What to produce.
Every line in the records below between the one holding "aggregated so far." and the one holding "order is deterministic", inclusive, is to be set down exactly; all other lines are to be left out.

■ ■ ■ ■

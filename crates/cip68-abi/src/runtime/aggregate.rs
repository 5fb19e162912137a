//! Per-receiver output consolidation.

use std::collections::BTreeMap;

use crate::schema::AssetQuantity;

/// Consolidates user-token outputs: one transaction output per receiver
/// address, unit entries appended in processing order.
///
/// Built fresh for every operation and drained once. Identical units for the
/// same receiver are kept as independent entries; summing or rejecting them
/// is the builder collaborator's call.
#[derive(Debug, Default)]
pub struct OutputAggregator {
    outputs: BTreeMap<String, Vec<AssetQuantity>>,
}

impl OutputAggregator {
    #[must_use]
    pub fn new() -> Self {
        Self::default()
    }

    /// Append one unit/quantity entry to `receiver`'s output.
    pub fn push(&mut self, receiver: &str, unit: impl Into<String>, quantity: i64) {
        self.outputs
            .entry(receiver.to_string())
            .or_default()
            .push(AssetQuantity::new(unit, quantity));
    }

    /// Number of distinct receivers aggregated so far.
    #[must_use]
    pub fn receiver_count(&self) -> usize {
        self.outputs.len()
    }

    /// Total number of unit entries across all receivers.
    #[must_use]
    pub fn entry_count(&self) -> usize {
        self.outputs.values().map(Vec::len).sum()
    }

    /// Drain into `(receiver, assets)` pairs. Receiver order is deterministic
    /// (sorted); per-receiver entry order is the push order.
    #[must_use]
    pub fn into_outputs(self) -> Vec<(String, Vec<AssetQuantity>)> {
        self.outputs.into_iter().collect()
    }
}

#[cfg(test)]
mod tests {
    use super::*;

    #[test]
    fn one_output_per_receiver_with_entries_in_push_order() {
        let mut aggregator = OutputAggregator::new();
        aggregator.push("addr_b", "unit1", 1);
        aggregator.push("addr_a", "unit2", 5);
        aggregator.push("addr_b", "unit3", 2);

        let outputs = aggregator.into_outputs();

        assert_eq!(outputs.len(), 2);
        assert_eq!(outputs[0].0, "addr_a");
        assert_eq!(outputs[1].0, "addr_b");
        assert_eq!(
            outputs[1].1,
            vec![AssetQuantity::new("unit1", 1), AssetQuantity::new("unit3", 2)]
        );
    }

    #[test]
    fn entry_count_matches_pushes() {
        let mut aggregator = OutputAggregator::new();
        for index in 0..7 {
            aggregator.push(
                if index % 2 == 0 { "addr_a" } else { "addr_b" },
                format!("unit{index}"),
                1,
            );
        }

        assert_eq!(aggregator.receiver_count(), 2);
        assert_eq!(aggregator.entry_count(), 7);
    }

    #[test]
    fn duplicate_units_stay_independent_entries() {
        let mut aggregator = OutputAggregator::new();
        aggregator.push("addr_a", "unit1", 1);
        aggregator.push("addr_a", "unit1", 4);

        let outputs = aggregator.into_outputs();

        assert_eq!(
            outputs[0].1,
            vec![AssetQuantity::new("unit1", 1), AssetQuantity::new("unit1", 4)]
        );
    }
}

■ ■ ■ ■

Solved exercise.
    /// Number of distinct receivers aggregated so far.
    #[must_use]
    pub fn receiver_count(&self) -> usize {
        self.outputs.len()
    }

    /// Total number of unit entries across all receivers.
    #[must_use]
    pub fn entry_count(&self) -> usize {
        self.outputs.values().map(Vec::len).sum()
    }

    /// Drain into `(receiver, assets)` pairs. Receiver order is deterministic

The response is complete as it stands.